バイアスのかかりやすい「情報」は世の中にいくらでもある―社長に不可欠な重要テーマ・・情報処理の判断基準―Ⅳ

 

 

「節税方法」の話に至っては、社長同士の挨拶のとき交わされる軽い「たわごと」くらいに思っていた方が、ちょうどいいと思います。

理由は、先述したようにプロセスをすっ飛ばした「結果」の話でしかないからです。

 

これは改めて申し上げますが、「節税」といううまい話は、この世にはありません。

「節税」はうまい話ではなく、普段税理士が関わって、ちゃんと会計処理していれば、当たり前の話、普通のことなのです。

 

それを飛び越えた「うまい節税」という話が持ち上がってくるとすれば、それはもはや「脱税」レベルの可能性がある、と考えた方が妥当です。

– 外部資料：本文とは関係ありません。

//! Single stepper axis driver.
//!
//! Generic over embedded-hal 1.0 pin types. The axis owns its STEP, DIR and
//! optional ENABLE outputs, its endstop input and a delay provider.

use embedded_hal::delay::DelayNs;
use embedded_hal::digital::{InputPin, OutputPin};

use crate::error::{AxisError, Error, PinError, Result};
use crate::motion::Direction;

use super::state::{AxisId, AxisState, AxisStatus};

/// Daemon GPIO numbers of an axis, needed for hardware-timed moves.
#[derive(Debug, Clone, Copy, PartialEq, Eq)]
pub struct AxisGpio {
    /// BCM number of the STEP output.
    pub step: u8,
    /// BCM number of the DIR output.
    pub dir: u8,
}

pub(crate) mod hooks {
    /// Position bookkeeping reserved for the gantry coordinator.
    pub trait AxisHooks {
        /// Overwrite the position counter.
        ///
        /// A position outside `[0, max_position]` also clears the homed flag.
        fn set_position(&mut self, position: i64);

        /// Clear the homed flag.
        fn invalidate_home(&mut self);
    }
}

/// Operations the gantry needs from an axis.
///
/// Implemented by [`Axis`]; the coordinator is generic over it so each axis
/// keeps its own concrete pin types. The position counter is only changed by
/// the axis's own motion operations and the gantry; callers cannot overwrite
/// it:
///
/// ```rust,compile_fail
/// use gantry_motion::axis::{AxisBuilder, AxisId, StepperAxis};
/// use gantry_motion::sim::{SimDelay, SimEndstop, SimPin, Trigger};
///
/// let mut axis = AxisBuilder::new(AxisId::X)
///     .max_position(100)
///     .step_pin(SimPin::new())
///     .dir_pin(SimPin::new())
///     .home_pin(SimEndstop::new(Trigger::Always))
///     .delay(SimDelay::new())
///     .build()
///     .unwrap();
/// axis.set_position(5_000);
/// ```
pub trait StepperAxis: hooks::AxisHooks {
    /// Axis identifier.
    fn id(&self) -> AxisId;

    /// Position and flags.
    fn state(&self) -> &AxisState;

    /// GPIO numbers for the pulse daemon, if known.
    fn gpio(&self) -> Option<AxisGpio>;

    /// Drive DIR for a logical direction.
    fn set_direction(&mut self, direction: Direction) -> Result<()>;

    /// One STEP pulse followed by `delay_ns` of idle time.
    ///
    /// Does not touch the position counter.
    fn pulse(&mut self, delay_ns: u32) -> Result<()>;

    /// Force STEP low.
    fn force_step_low(&mut self) -> Result<()>;

    /// Seek the endstop. Returns the number of pulses taken.
    fn home(&mut self, direction: Direction, step_delay_ns: u32) -> Result<u32>;
}

/// Stepper axis driver.
///
/// Generic over:
/// - `STEP`: STEP pin type (must implement `OutputPin`)
/// - `DIR`: DIR pin type (must implement `OutputPin`)
/// - `EN`: ENABLE pin type (`OutputPin`; use [`crate::hal::NoPin`] when absent)
/// - `HOME`: endstop input (must implement `InputPin`)
/// - `DELAY`: Delay provider (must implement `DelayNs`)
pub struct Axis<STEP, DIR, EN, HOME, DELAY>
where
    STEP: OutputPin,
    DIR: OutputPin,
    EN: OutputPin,
    HOME: InputPin,
    DELAY: DelayNs,
{
    id: AxisId,
    step_pin: STEP,
    dir_pin: DIR,
    enable_pin: EN,
    home_pin: HOME,
    delay: DELAY,
    state: AxisState,
    gpio: Option<AxisGpio>,

    /// Current direction (cached to avoid unnecessary pin writes).
    current_direction: Option<Direction>,

    endstop_active_low: bool,
    enable_active_low: bool,
}

impl<STEP, DIR, EN, HOME, DELAY> Axis<STEP, DIR, EN, HOME, DELAY>
where
    STEP: OutputPin,
    DIR: OutputPin,
    EN: OutputPin,
    HOME: InputPin,
    DELAY: DelayNs,
{
    #[allow(clippy::too_many_arguments)]
    pub(crate) fn new(
        id: AxisId,
        step_pin: STEP,
        dir_pin: DIR,
        enable_pin: EN,
        home_pin: HOME,
        delay: DELAY,
        state: AxisState,
        gpio: Option<AxisGpio>,
        endstop_active_low: bool,
        enable_active_low: bool,
    ) -> Result<Self> {
        let mut axis = Self {
            id,
            step_pin,
            dir_pin,
            enable_pin,
            home_pin,
            delay,
            state,
            gpio,
            current_direction: None,
            endstop_active_low,
            enable_active_low,
        };
        axis.step_pin.set_low().map_err(|_| PinError::Step(id))?;
        axis.enable()?;
        Ok(axis)
    }

    /// Get the axis identifier.
    #[inline]
    pub fn id(&self) -> AxisId {
        self.id
    }

    /// Current position in steps.
    #[inline]
    pub fn position(&self) -> i64 {
        self.state.current_position()
    }

    /// Position and flags.
    #[inline]
    pub fn state(&self) -> &AxisState {
        &self.state
    }

    /// Status snapshot.
    pub fn status(&self) -> AxisStatus {
        self.state.status()
    }

    /// Read the endstop, honouring its polarity.
    pub fn endstop_pressed(&mut self) -> Result<bool> {
        let pressed = if self.endstop_active_low {
            self.home_pin.is_low()
        } else {
            self.home_pin.is_high()
        };
        pressed.map_err(|_| Error::Pin(PinError::Endstop(self.id)))
    }

    /// Enable the driver output stage.
    pub fn enable(&mut self) -> Result<()> {
        self.write_enable(true)?;
        self.state.set_enabled(true);
        Ok(())
    }

    /// Disable the driver output stage (motor can be turned by hand).
    pub fn disable(&mut self) -> Result<()> {
        self.write_enable(false)?;
        self.state.set_enabled(false);
        Ok(())
    }

    fn write_enable(&mut self, enabled: bool) -> Result<()> {
        let high = enabled != self.enable_active_low;
        let result = if high {
            self.enable_pin.set_high()
        } else {
            self.enable_pin.set_low()
        };
        result.map_err(|_| Error::Pin(PinError::Enable(self.id)))
    }

    /// Move `steps` in `direction` at the axis's own step delay.
    ///
    /// # Errors
    ///
    /// `Disabled` or `OutOfBounds` are returned before any pulse is emitted.
    pub fn move_steps(&mut self, steps: u32, direction: Direction) -> Result<()> {
        if !self.state.is_enabled() {
            return Err(AxisError::Disabled(self.id).into());
        }

        let target = self.state.current_position() + direction.sign() * i64::from(steps);
        self.state.check_target(self.id, target)?;

        if steps == 0 {
            return Ok(());
        }

        self.set_direction(direction)?;
        let delay_ns = self.state.step_delay_ns();
        for _ in 0..steps {
            self.pulse(delay_ns)?;
            self.state.advance(direction.sign());
        }

        log::debug!("{} axis moved {} steps to {}", self.id, steps, target);
        Ok(())
    }

    /// Move to an absolute position on this axis alone.
    pub fn move_to_position(&mut self, target: i64) -> Result<()> {
        self.state.check_target(self.id, target)?;

        let delta = target - self.state.current_position();
        let steps = u32::try_from(delta.unsigned_abs()).map_err(|_| AxisError::OutOfBounds {
            axis: self.id,
            target,
            max: self.state.max_position(),
        })?;
        self.move_steps(steps, Direction::from_delta(delta))
    }

    /// Drive STEP low immediately.
    pub fn emergency_stop(&mut self) -> Result<()> {
        log::warn!("{} axis emergency stop", self.id);
        self.force_step_low()
    }

    /// Release the hardware resources.
    pub fn into_parts(self) -> (STEP, DIR, EN, HOME, DELAY) {
        (
            self.step_pin,
            self.dir_pin,
            self.enable_pin,
            self.home_pin,
            self.delay,
        )
    }
}

impl<STEP, DIR, EN, HOME, DELAY> hooks::AxisHooks for Axis<STEP, DIR, EN, HOME, DELAY>
where
    STEP: OutputPin,
    DIR: OutputPin,
    EN: OutputPin,
    HOME: InputPin,
    DELAY: DelayNs,
{
    fn set_position(&mut self, position: i64) {
        self.state.set_position(position);
    }

    fn invalidate_home(&mut self) {
        self.state.invalidate_home();
    }
}

impl<STEP, DIR, EN, HOME, DELAY> StepperAxis for Axis<STEP, DIR, EN, HOME, DELAY>
where
    STEP: OutputPin,
    DIR: OutputPin,
    EN: OutputPin,
    HOME: InputPin,
    DELAY: DelayNs,
{
    fn id(&self) -> AxisId {
        self.id
    }

    fn state(&self) -> &AxisState {
        &self.state
    }

    fn gpio(&self) -> Option<AxisGpio> {
        self.gpio
    }

    fn set_direction(&mut self, direction: Direction) -> Result<()> {
        if self.current_direction == Some(direction) {
            return Ok(());
        }

        let result = if direction.pin_level(self.state.invert_direction()) {
            self.dir_pin.set_high()
        } else {
            self.dir_pin.set_low()
        };
        result.map_err(|_| Error::Pin(PinError::Direction(self.id)))?;

        self.current_direction = Some(direction);
        Ok(())
    }

    fn pulse(&mut self, delay_ns: u32) -> Result<()> {
        self.step_pin
            .set_high()
            .map_err(|_| Error::Pin(PinError::Step(self.id)))?;
        self.delay.delay_ns(self.state.step_pulse_ns());
        self.step_pin
            .set_low()
            .map_err(|_| Error::Pin(PinError::Step(self.id)))?;
        self.delay.delay_ns(delay_ns);
        Ok(())
    }

    fn force_step_low(&mut self) -> Result<()> {
        self.step_pin
            .set_low()
            .map_err(|_| Error::Pin(PinError::Step(self.id)))
    }

    fn home(&mut self, direction: Direction, step_delay_ns: u32) -> Result<u32> {
        self.state.invalidate_home();

        if !self.state.is_enabled() {
            return Err(AxisError::Disabled(self.id).into());
        }

        self.set_direction(direction)?;

        let ceiling = u32::try_from(self.state.max_position()).unwrap_or(u32::MAX);
        for taken in 0..ceiling {
            if self.endstop_pressed()? {
                self.state.mark_homed();
                log::info!("{} axis homed after {} steps", self.id, taken);
                return Ok(taken);
            }
            self.pulse(step_delay_ns)?;
        }

        log::warn!(
            "{} axis homing failed: endstop not triggered after {} steps",
            self.id,
            ceiling
        );
        Err(AxisError::HomingTimeout {
            axis: self.id,
            steps: ceiling,
        }
        .into())
    }
}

心ある社長であれば、絶対に乗るべきものではないのです。

 

「補助金」や「節税方法」というのは、今回たまたま出したサンプルです。

このほかにも、バイアスのかかりやすい「情報」というものは世の中にいくらでもあります。

 

それは投資の話であったり、経費節減の話であったり、顧客獲得の話であったりと様々です。

頭からすべてを疑ってかかる、というのもどうかとは思いますが、それでもやはり、大抵の「うまい話」というものには、常にどこか胡散臭さがともないます。

 

社長さんの間で交わされる「節税話」は、悪気はないのでしょうが、どうしても素人の聞きかじりの範囲を出ないものが多いのも事実です。

つまり、「責任」がともなっていないのです。